At 12 noon. He was wearing a checked yellow half shirt, three buttons unbuttoned at the front, his chest revealed grey hair, and at the corner of his red lips was betel juice. He pedaled his bicycle, which was of the brand Hero, an old one, with a rusted green and white mudguard, rushing to the village. He slowed down as he witnessed the series of houses, found no soul, and somewhere, the matinee drama echoed the wailing of the treacherous villainess. He stopped, tilted, and placed the wooden box of peeling paint on his shoulder. With his left-hand bicep, he panned to his forehead, swept off his sweat, and spat the red betel stuff carefully at the corner. With his right hand, he took the funnel, its end fitted with a strong green rubber button, and he pressed it in and released gently, so that it echoed against the wailing from the television as poooopeeeeeee.
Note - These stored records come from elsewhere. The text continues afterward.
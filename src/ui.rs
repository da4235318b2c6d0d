use serde::Serialize;
use serde_json::Value;

/// Serializes a widget into a tree node. Widgets only hold strings and
/// numbers, so this never yields `Null` in practice.
pub fn node<T: Serialize>(widget: T) -> Value {
    serde_json::to_value(widget).unwrap_or(Value::Null)
}

#[derive(Serialize)]
pub struct Text<'a> {
    #[serde(rename = "type")]
    pub kind: &'static str,
    pub text: &'a str,
    #[serde(skip_serializing_if = "Option::is_none")]
    pub size: Option<f64>,
    #[serde(skip_serializing_if = "Option::is_none")]
    pub content_description: Option<&'a str>,
}

impl<'a> Text<'a> {
    pub fn new(text: &'a str) -> Self {
        Self {
            kind: "Text",
            text,
            size: None,
            content_description: None,
        }
    }

    pub fn size(mut self, size: f64) -> Self {
        self.size = Some(size);
        self
    }

    pub fn content_description(mut self, cd: &'a str) -> Self {
        self.content_description = Some(cd);
        self
    }
}

#[derive(Serialize)]
pub struct Button<'a> {
    #[serde(rename = "type")]
    pub kind: &'static str,
    pub text: &'a str,
    pub action: &'a str,
    #[serde(skip_serializing_if = "Option::is_none")]
    pub id: Option<&'a str>,
    /// Sent back verbatim as `payload` when the button is pressed.
    #[serde(skip_serializing_if = "Option::is_none")]
    pub payload: Option<&'a str>,
    #[serde(skip_serializing_if = "std::ops::Not::not")]
    pub disabled: bool,
    #[serde(skip_serializing_if = "Option::is_none")]
    pub content_description: Option<&'a str>,
}

impl<'a> Button<'a> {
    pub fn new(text: &'a str, action: &'a str) -> Self {
        Self {
            kind: "Button",
            text,
            action,
            id: None,
            payload: None,
            disabled: false,
            content_description: None,
        }
    }

    pub fn id(mut self, id: &'a str) -> Self {
        self.id = Some(id);
        self
    }

    pub fn payload(mut self, payload: &'a str) -> Self {
        self.payload = Some(payload);
        self
    }

    pub fn disabled(mut self, disabled: bool) -> Self {
        self.disabled = disabled;
        self
    }

    pub fn content_description(mut self, cd: &'a str) -> Self {
        self.content_description = Some(cd);
        self
    }
}

#[derive(Serialize)]
pub struct Column<'a> {
    #[serde(rename = "type")]
    pub kind: &'static str,
    #[serde(skip_serializing_if = "Option::is_none")]
    pub padding: Option<u32>,
    pub children: Vec<Value>,
    #[serde(skip_serializing_if = "Option::is_none")]
    pub content_description: Option<&'a str>,
}

impl<'a> Column<'a> {
    pub fn new(children: Vec<Value>) -> Self {
        Self {
            kind: "Column",
            padding: None,
            children,
            content_description: None,
        }
    }

    pub fn padding(mut self, padding: u32) -> Self {
        self.padding = Some(padding);
        self
    }

    pub fn content_description(mut self, cd: &'a str) -> Self {
        self.content_description = Some(cd);
        self
    }
}

#[derive(Serialize)]
pub struct Card<'a> {
    #[serde(rename = "type")]
    pub kind: &'static str,
    pub children: Vec<Value>,
    #[serde(skip_serializing_if = "Option::is_none")]
    pub title: Option<&'a str>,
    #[serde(skip_serializing_if = "Option::is_none")]
    pub subtitle: Option<&'a str>,
    #[serde(skip_serializing_if = "Option::is_none")]
    pub padding: Option<u32>,
}

impl<'a> Card<'a> {
    pub fn new(children: Vec<Value>) -> Self {
        Self {
            kind: "Card",
            children,
            title: None,
            subtitle: None,
            padding: None,
        }
    }

    pub fn title(mut self, title: &'a str) -> Self {
        self.title = Some(title);
        self
    }

    pub fn subtitle(mut self, subtitle: &'a str) -> Self {
        self.subtitle = Some(subtitle);
        self
    }

    pub fn padding(mut self, padding: u32) -> Self {
        self.padding = Some(padding);
        self
    }
}

#[derive(Serialize)]
pub struct TextInput<'a> {
    #[serde(rename = "type")]
    pub kind: &'static str,
    pub bind_key: &'a str,
    #[serde(skip_serializing_if = "Option::is_none")]
    pub text: Option<&'a str>,
    #[serde(skip_serializing_if = "Option::is_none")]
    pub hint: Option<&'a str>,
    #[serde(skip_serializing_if = "std::ops::Not::not")]
    pub password: bool,
    #[serde(skip_serializing_if = "Option::is_none")]
    pub single_line: Option<bool>,
}

impl<'a> TextInput<'a> {
    pub fn new(bind_key: &'a str) -> Self {
        Self {
            kind: "TextInput",
            bind_key,
            text: None,
            hint: None,
            password: false,
            single_line: None,
        }
    }

    pub fn text(mut self, text: &'a str) -> Self {
        self.text = Some(text);
        self
    }

    pub fn hint(mut self, hint: &'a str) -> Self {
        self.hint = Some(hint);
        self
    }

    pub fn password(mut self, password: bool) -> Self {
        self.password = password;
        self
    }

    pub fn single_line(mut self, single: bool) -> Self {
        self.single_line = Some(single);
        self
    }
}

/// Drawing surface. The host streams pointer events back through the
/// `stroke_action` command and renders `preview` when present.
#[derive(Serialize)]
pub struct SignaturePad<'a> {
    #[serde(rename = "type")]
    pub kind: &'static str,
    pub width: u32,
    pub height: u32,
    pub pen_width: f32,
    pub stroke_action: &'a str,
    #[serde(skip_serializing_if = "std::ops::Not::not")]
    pub locked: bool,
    #[serde(skip_serializing_if = "Option::is_none")]
    pub preview: Option<&'a str>,
}

impl<'a> SignaturePad<'a> {
    pub fn new(width: u32, height: u32, stroke_action: &'a str) -> Self {
        Self {
            kind: "SignaturePad",
            width,
            height,
            pen_width: crate::features::signature_pad::PEN_WIDTH,
            stroke_action,
            locked: false,
            preview: None,
        }
    }

    pub fn locked(mut self, locked: bool) -> Self {
        self.locked = locked;
        self
    }

    pub fn preview(mut self, data_url: &'a str) -> Self {
        self.preview = Some(data_url);
        self
    }
}

#[derive(Serialize)]
pub struct Image<'a> {
    #[serde(rename = "type")]
    pub kind: &'static str,
    pub src: &'a str,
    #[serde(skip_serializing_if = "Option::is_none")]
    pub content_description: Option<&'a str>,
}

impl<'a> Image<'a> {
    pub fn new(src: &'a str) -> Self {
        Self {
            kind: "Image",
            src,
            content_description: None,
        }
    }

    pub fn content_description(mut self, cd: &'a str) -> Self {
        self.content_description = Some(cd);
        self
    }
}

#[derive(Serialize)]
pub struct Progress<'a> {
    #[serde(rename = "type")]
    pub kind: &'static str,
    #[serde(skip_serializing_if = "Option::is_none")]
    pub text: Option<&'a str>,
    #[serde(skip_serializing_if = "Option::is_none")]
    pub content_description: Option<&'a str>,
}

impl<'a> Progress<'a> {
    pub fn new() -> Self {
        Self {
            kind: "Progress",
            text: None,
            content_description: None,
        }
    }

    pub fn text(mut self, text: &'a str) -> Self {
        self.text = Some(text);
        self
    }

    pub fn content_description(mut self, cd: &'a str) -> Self {
        self.content_description = Some(cd);
        self
    }
}

impl Default for Progress<'_> {
    fn default() -> Self {
        Self::new()
    }
}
The disturbed beetles conquered the mud road and marched towards this man, and it signalled him to move a little, to tempt the upcoming ones, and halt again, when the bunch gathered. It was just the job of the man to grab the money from the hand, hear the order, and provide his service, and they were gone when this ceremony was completed.

Then there was one hand, trying hard to get attention, and repeating his desire, and he was able to get the ice cream of his flavour. With the excitement of the buy, from scolding and cunning and planning and admiring and fighting and cheating and behaving and misbehaving, dreaming and stuff, and with that all-in-one emotion, he grasped the stick of the ice cream, of mango flavour. In the dream of taking his tongue and licking the top layer of the juice that had started to melt in the noon hours, yet with a jerk, it fell on the mud, rolled, and fragmented like glass, coated with those tiny little stones called sand.